A) Overview of the two vectors pfliM and pfliM::II-V, where regions from S. aureus are in purple, regions from E. coli are in light blue and regions in green are from the vector backbone. TT indicates the transcription terminator and P1 shows the location where the P1 probe hybridises. gapII-V indicates the 103 bp from sector II to V in the Sa-gapR operon. B) Northern blot of the fliM transcript. The full-length uncleaved RNA is indicated by a black arrowhead. 5S rRNA was used as loading control. C) Northern blot of the fliM::II-V transcript, where the uncleaved RNA and downstream cleavage products are indicated by black and grey arrowheads, respectively. 5S rRNA was used as loading control. D) EMOTE data for WT and ΔY strains carrying the pfliM::II-V vector. The data from the WT strain (black) shows two distinct peaks at the native RNase Y cleavage site (Y) as well as two nucleotides upstream, whereas the data from the ΔY strain (grey) only shows a single peak two nucleotides upstream of the native RNase Y site.
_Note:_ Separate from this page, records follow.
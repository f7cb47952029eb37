// A recording fake of the platform ports for core tests.

use super::ports::{
    ChannelPoster, GuildDirectory, MemberRef, MemberResolver, OutboundMessage, PlatformError,
    RoleMutator,
};
use async_trait::async_trait;
use std::collections::{HashMap, HashSet};
use std::sync::atomic::{AtomicUsize, Ordering};
use std::sync::Mutex;

#[derive(Debug, Clone, PartialEq, Eq)]
pub enum RoleCall {
    Removed { user_id: u64, labels: Vec<String> },
    Added { user_id: u64, label: String },
}

#[derive(Default)]
pub struct RecordingGateway {
    channels: HashSet<String>,
    guild_roles: HashSet<String>,
    members: Vec<MemberRef>,
    guilds: Vec<u64>,
    held: Mutex<HashMap<u64, Vec<String>>>,
    posts: Mutex<Vec<(u64, String, OutboundMessage)>>,
    role_calls: Mutex<Vec<RoleCall>>,
    lookups: AtomicUsize,
}

impl RecordingGateway {
    pub fn new() -> Self {
        Self::default()
    }

    pub fn with_channel(mut self, name: &str) -> Self {
        self.channels.insert(name.to_string());
        self
    }

    pub fn with_role(mut self, name: &str) -> Self {
        self.guild_roles.insert(name.to_string());
        self
    }

    pub fn with_guild(mut self, guild_id: u64) -> Self {
        self.guilds.push(guild_id);
        self
    }

    pub fn with_member(mut self, member: MemberRef, roles: &[&str]) -> Self {
        self.held.get_mut().unwrap().insert(
            member.user_id,
            roles.iter().map(|r| r.to_string()).collect(),
        );
        self.members.push(member);
        self
    }

    pub fn posts(&self) -> Vec<(u64, String, OutboundMessage)> {
        self.posts.lock().unwrap().clone()
    }

    pub fn posts_to(&self, channel: &str) -> Vec<OutboundMessage> {
        self.posts()
            .into_iter()
            .filter(|(_, c, _)| c == channel)
            .map(|(_, _, m)| m)
            .collect()
    }

    pub fn role_calls(&self) -> Vec<RoleCall> {
        self.role_calls.lock().unwrap().clone()
    }

    /// How many single-member lookups were made.
    pub fn lookups(&self) -> usize {
        self.lookups.load(Ordering::SeqCst)
    }

    pub fn held(&self, user_id: u64) -> Vec<String> {
        self.held
            .lock()
            .unwrap()
            .get(&user_id)
            .cloned()
            .unwrap_or_default()
    }
}

pub fn member(user_id: u64, display_name: &str) -> MemberRef {
    MemberRef {
        user_id,
        display_name: display_name.to_string(),
        avatar_url: None,
    }
}

#[async_trait]
impl RoleMutator for RecordingGateway {
    async fn held_roles(&self, _: u64, user_id: u64) -> Result<Vec<String>, PlatformError> {
        Ok(self.held(user_id))
    }

    async fn role_exists(&self, _: u64, label: &str) -> Result<bool, PlatformError> {
        Ok(self.guild_roles.contains(label))
    }

    async fn remove_roles(
        &self,
        _: u64,
        user_id: u64,
        labels: &[String],
    ) -> Result<(), PlatformError> {
        self.held
            .lock()
            .unwrap()
            .entry(user_id)
            .or_default()
            .retain(|r| !labels.contains(r));
        self.role_calls.lock().unwrap().push(RoleCall::Removed {
            user_id,
            labels: labels.to_vec(),
        });
        Ok(())
    }

    async fn add_role(&self, _: u64, user_id: u64, label: &str) -> Result<bool, PlatformError> {
        if !self.guild_roles.contains(label) {
            return Ok(false);
        }
        self.held
            .lock()
            .unwrap()
            .entry(user_id)
            .or_default()
            .push(label.to_string());
        self.role_calls.lock().unwrap().push(RoleCall::Added {
            user_id,
            label: label.to_string(),
        });
        Ok(true)
    }
}

#[async_trait]
impl ChannelPoster for RecordingGateway {
    async fn channel_exists(&self, _: u64, channel: &str) -> Result<bool, PlatformError> {
        Ok(self.channels.contains(channel))
    }

    async fn post(
        &self,
        guild_id: u64,
        channel: &str,
        message: OutboundMessage,
    ) -> Result<bool, PlatformError> {
        if !self.channels.contains(channel) {
            return Ok(false);
        }
        self.posts
            .lock()
            .unwrap()
            .push((guild_id, channel.to_string(), message));
        Ok(true)
    }
}

#[async_trait]
impl MemberResolver for RecordingGateway {
    async fn list_members(&self, _: u64) -> Result<Vec<MemberRef>, PlatformError> {
        Ok(self.members.clone())
    }

    async fn resolve_member(&self, _: u64, user_id: u64) -> Result<Option<MemberRef>, PlatformError> {
        self.lookups.fetch_add(1, Ordering::SeqCst);
        Ok(self.members.iter().find(|m| m.user_id == user_id).cloned())
    }
}

impl GuildDirectory for RecordingGateway {
    fn guild_ids(&self) -> Vec<u64> {
        self.guilds.clone()
    }

    fn bot_avatar_url(&self) -> Option<String> {
        Some("https://cdn.example/bot.png".to_string())
    }
}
EMOTE data is presented as number of detected molecules with a given 5’-end divided by the total number of detected molecules within the chosen window.
Altering the RNase Y cleavage site selection
Sector III consists of the three nucleotides which separate the RNase Y cleavage site from the predicted hairpin of sector IV. Deleting sector III (pSaGap[ΔIII]) did not substantially alter the size or intensity of the cleaved fragment in a Northern blot, but EMOTE revealed that the cleavage site had shifted four nucleotides upstream from the native site (Fig 4C). This suggests that downstream of a cleavage site there is a reference point for measuring the cleavage position. This reference point must be somewhere within sector IV, since removal of sector V from the pSaGap did not change the cleavage position (Fig 4).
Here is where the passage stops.